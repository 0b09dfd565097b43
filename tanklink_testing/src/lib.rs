//! Utilities for exercising [`tanklink`] decoder sessions in tests.
//!
//! These helpers build notification frames the way a gateway sends them,
//! provide stand-in decode pipelines, and serialise access to the global
//! log capture.
//!
//! ```rust
//! use tanklink::{QueryId, TankQueryDecoder};
//! use tanklink_testing::{FixedReading, response_frames};
//!
//! let mut decoder = TankQueryDecoder::new(Default::default(), FixedReading::level(40));
//! let readings: Vec<_> = response_frames(QueryId::E2, b"payload", 3)
//!     .iter()
//!     .filter_map(|frame| decoder.process_notification(frame))
//!     .collect();
//! assert_eq!(readings.len(), 1);
//! ```

pub mod frames;
pub mod logging;
pub mod pipelines;

pub use frames::{
    CLOSING_SUMMARY,
    CONTINUATION_RESPONSE,
    SAMPLE_TRACE,
    continuation_frame,
    hex_to_bytes,
    query_frame,
    response_frames,
    sample_trace,
    status_response_frames,
    terminal_frame,
};
pub use logging::{LoggerHandle, logger};
pub use pipelines::{FailingPipeline, FixedReading, RecordingPipeline};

====

> Problem to work on: Transcribe the data exactly.

> Answer box:
repository 0b09dfd565097b43
filename tanklink_testing/src/lib.rs
//! Utilities for exercising [`tanklink`] decoder sessions in tests.
//!
//! These helpers build notification frames the way a gateway sends them,
//! provide stand-in decode pipelines, and serialise access to the global
//! log capture.
//!
//! ```rust
//! use tanklink::{QueryId, TankQueryDecoder};
//! use tanklink_testing::{FixedReading, response_frames};
//!
//! let mut decoder = TankQueryDecoder::new(Default::default(), FixedReading::level(40));
//! let readings: Vec<_> = response_frames(QueryId::E2, b"payload", 3)
//!     .iter()
//!     .filter_map(|frame| decoder.process_notification(frame))
//!     .collect();
//! assert_eq!(readings.len(), 1);
//! ```

pub mod frames;
pub mod logging;
pub mod pipelines;

pub use frames::{
    CLOSING_SUMMARY,
    CONTINUATION_RESPONSE,
    SAMPLE_TRACE,
    continuation_frame,
    hex_to_bytes,
    query_frame,
    response_frames,
    sample_trace,
    status_response_frames,
    terminal_frame,
};
pub use logging::{LoggerHandle, logger};
pub use pipelines::{FailingPipeline, FixedReading, RecordingPipeline};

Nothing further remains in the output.